::: Data section
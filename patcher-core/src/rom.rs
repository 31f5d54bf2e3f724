use sha1::{Digest, Sha1};
use std::fmt;

use crate::{PatcherError, Result};

/// Size of a full Oracle of Seasons image.
pub const ROM_SIZE: usize = 0x10_0000;

const TITLE_RANGE: std::ops::Range<usize> = 0x134..0x13d;
const TITLE: &[u8] = b"ZELDA DIN";
const REGION_OFFSET: usize = 0x14a;

/// SHA-1 of the unmodified Japanese release.
const VANILLA_SHA1: [u8; 20] = [
    0xba, 0x12, 0x68, 0x29, 0x0f, 0xb2, 0xb1, 0xb7, 0x05, 0x05, 0xd2, 0xd7, 0xb5, 0x82, 0x5f,
    0xc8, 0xa4, 0x81, 0x6a, 0x4b,
];

/// Content hash of a whole image. Identifies a patched result; it is not a
/// security measure.
#[derive(Copy, Clone, Debug, PartialEq, Eq, Hash)]
pub struct Checksum(pub [u8; 20]);

impl Checksum {
    pub fn of(rom: &[u8]) -> Self {
        let digest = Sha1::digest(rom);
        let mut sum = [0u8; 20];
        sum.copy_from_slice(&digest);
        Checksum(sum)
    }
}

impl fmt::Display for Checksum {
    fn fmt(&self, f: &mut fmt::Formatter<'_>) -> fmt::Result {
        for b in &self.0 {
            write!(f, "{:02x}", b)?;
        }
        Ok(())
    }
}

pub fn is_seasons(rom: &[u8]) -> bool {
    rom.get(TITLE_RANGE) == Some(TITLE)
}

pub fn is_us(rom: &[u8]) -> bool {
    rom.get(REGION_OFFSET).map_or(false, |&b| b != 0)
}

pub fn is_vanilla(rom: &[u8]) -> bool {
    Checksum::of(rom).0 == VANILLA_SHA1
}

/// Reject images the tables do not describe.
pub fn validate(rom: &[u8]) -> Result<()> {
    if rom.len() < ROM_SIZE {
        return Err(PatcherError::RomSize {
            found: rom.len(),
            expected: ROM_SIZE,
        });
    }
    if !is_seasons(rom) {
        return Err(PatcherError::NotSeasons);
    }
    if is_us(rom) {
        return Err(PatcherError::UnsupportedRegion);
    }
    Ok(())
}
::::::
Say how many lines of the entries above include the word "impl", giving the number alone.

Answer box
2